Their demands, most of which would require state lawmakers' attention come January when the General Assembly convenes, include (thanks to Charlie at Peach Pundit for posting a digital version, as we only have a handout):
1) Discard the current three different taxes on motor fuel and enact a single motor fuel tax, based on the value of the commodity and allowed to rise and fall with price inflation, dedicated solely to funding transportation with a portion[a] of the motor fuel tax receipts available for “all transportation purposes,” including operating costs as well as capital and maintenance.

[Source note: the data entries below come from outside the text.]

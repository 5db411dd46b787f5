//! Card metadata returned by the lookup service.

use serde::{Deserialize, Serialize};

/// Image URLs for one card at different resolutions.
#[derive(Debug, Clone, Default, PartialEq, Eq, Serialize, Deserialize)]
pub struct ImageUris {
    #[serde(default, skip_serializing_if = "Option::is_none")]
    pub normal: Option<String>,
    #[serde(default, skip_serializing_if = "Option::is_none")]
    pub large: Option<String>,
    #[serde(default, skip_serializing_if = "Option::is_none")]
    pub png: Option<String>,
}

/// Structured metadata for one matched card.
///
/// Unknown fields in the lookup response are ignored.
#[derive(Debug, Clone, PartialEq, Eq, Serialize, Deserialize)]
pub struct CardRecord {
    pub name: String,
    #[serde(default)]
    pub type_line: String,
    #[serde(default)]
    pub oracle_text: String,
    #[serde(default)]
    pub image_uris: ImageUris,
}

impl CardRecord {
    /// A record with only a name, for card images that come from a local file.
    pub fn named(name: impl Into<String>) -> Self {
        Self {
            name: name.into(),
            type_line: String::new(),
            oracle_text: String::new(),
            image_uris: ImageUris::default(),
        }
    }

    /// The image URL to composite onto: normal, then large, then png.
    pub fn preferred_image_url(&self) -> Option<&str> {
        let uris = &self.image_uris;
        [&uris.normal, &uris.large, &uris.png]
            .into_iter()
            .flatten()
            .map(String::as_str)
            .find(|url| !url.is_empty())
    }

    /// Download filename for a custom version of this card.
    pub fn custom_filename(&self) -> String {
        custom_filename(&self.name)
    }
}

/// Download filename for a custom card named `name`.
///
/// `"Lightning Bolt"` becomes `custom-lightning-bolt.png`.
pub fn custom_filename(name: &str) -> String {
    format!("custom-{}.png", slugify(name))
}

/// Replace every run of whitespace with a single `-` and lowercase the rest.
fn slugify(name: &str) -> String {
    let mut slug = String::with_capacity(name.len());
    let mut in_whitespace = false;
    for ch in name.chars() {
        if ch.is_whitespace() {
            if !in_whitespace {
                slug.push('-');
            }
            in_whitespace = true;
        } else {
            slug.extend(ch.to_lowercase());
            in_whitespace = false;
        }
    }
    slug
}

#[cfg(test)]
mod tests {
    use super::*;
    use rstest::rstest;

    fn card_named(name: &str) -> CardRecord {
        CardRecord::named(name)
    }

    #[rstest]
    #[case("Lightning Bolt", "custom-lightning-bolt.png")]
    #[case("Lightning   Bolt", "custom-lightning-bolt.png")]
    #[case("Jace,\tthe Mind Sculptor", "custom-jace,-the-mind-sculptor.png")]
    #[case("Fire // Ice", "custom-fire-//-ice.png")]
    #[case("Counterspell", "custom-counterspell.png")]
    fn test_custom_filename(#[case] name: &str, #[case] expected: &str) {
        assert_eq!(card_named(name).custom_filename(), expected);
        assert_eq!(custom_filename(name), expected);
    }

    #[test]
    fn test_preferred_image_url_order() {
        let mut card = card_named("Opt");
        assert_eq!(card.preferred_image_url(), None);

        card.image_uris.png = Some("https://img/png".to_string());
        assert_eq!(card.preferred_image_url(), Some("https://img/png"));

        card.image_uris.large = Some("https://img/large".to_string());
        assert_eq!(card.preferred_image_url(), Some("https://img/large"));

        card.image_uris.normal = Some("https://img/normal".to_string());
        assert_eq!(card.preferred_image_url(), Some("https://img/normal"));
    }

    #[test]
    fn test_deserialize_lookup_response() {
        let json = r#"{
            "object": "card",
            "name": "Lightning Bolt",
            "type_line": "Instant",
            "oracle_text": "Lightning Bolt deals 3 damage to any target.",
            "image_uris": {
                "small": "https://cards.example/small/bolt.jpg",
                "normal": "https://cards.example/normal/bolt.jpg",
                "png": "https://cards.example/png/bolt.png"
            },
            "cmc": 1.0
        }"#;
        let card: CardRecord = serde_json::from_str(json).unwrap();
        assert_eq!(card.name, "Lightning Bolt");
        assert_eq!(card.type_line, "Instant");
        assert_eq!(card.image_uris.large, None);
        assert_eq!(
            card.preferred_image_url(),
            Some("https://cards.example/normal/bolt.jpg")
        );
    }

    #[test]
    fn test_deserialize_without_images() {
        let card: CardRecord = serde_json::from_str(r#"{"name": "Delver of Secrets"}"#).unwrap();
        assert_eq!(card.image_uris, ImageUris::default());
        assert!(card.oracle_text.is_empty());
    }
}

2) Allow any two or more local governments to create, and fully fund, transportation projects to meet the needs of their citizens through referenda on local motor fuel or sales taxes, and other revenue sources.
a) Allow referenda to levy local fractional sales taxes and motor fuel taxes of less than one percent for local transportation funding purposes.
b) Leave decisions over specific allowable allocations of local transportation taxes and fees in control of the local governments and their agencies that administer them, free from State interference.
c) Allow combinations of local governments to form fiscal partnerships with GA DOT for sharing capital and/or operating costs of local transportation projects to meet the needs of their citizens.
3) Before elected officials are given more money they need to show they can be trusted with what they have. As a first step toward transparency and accountability, DOT Board members should be elected at annual public meetings of Congressional District Legislative Caucuses in each Congressional District for open public election (no secret ballots) to one-year terms of service and review of transportation activities in the District.
4) Before MARTA is expanded, it should be brought up to date on maintenance and be restored to a reasonable level of service.
a) The Legislature should end its interference in MARTA budgets and resume an oversight role. Voters and elected officials where the MARTA tax is collected (Fulton, Dekalb and Atlanta) should decide how MARTA revenue should be spent.
b) The hotel/motel tax the City of Atlanta collects yearly should in some part go to MARTA or transportation needs, not to be used to build a new stadium for the Falcons.
c) Other options that should be considered include distance based user fares, charge for parking at MARTA lots, use part of the hotel/motel tax to help fund MARTA — even consider raising the tax to fund transportation needs.
Keep in mind that some of these proposals have been tried in the past under the Gold Dome and failed. Or that they could face political hurdles. Legislation similar to no. 2, for example, was proposed in the state Senate several years ago but failed by three votes in the session's final hours. Dedicating all the motor-fuel tax to transportation would likely mean cutting chunks from other parts of the budget, as some of its revenues fund public services. And whether Setzler and Untermann's support is enough to convince state lawmakers to revisit the divisive issue isn't certain.
Jim Galloway asked the duo an interesting question: If these are the items on which they agree, then what are their differences? Neill Herring, the Sierra Club's longtime lobbyist, said with a laugh that they "hadn't explored their differences yet." Dooley said people might be surprised to know that the tea party actually would be willing to support commuter rail in some instances, particularly if existing rail lines are used.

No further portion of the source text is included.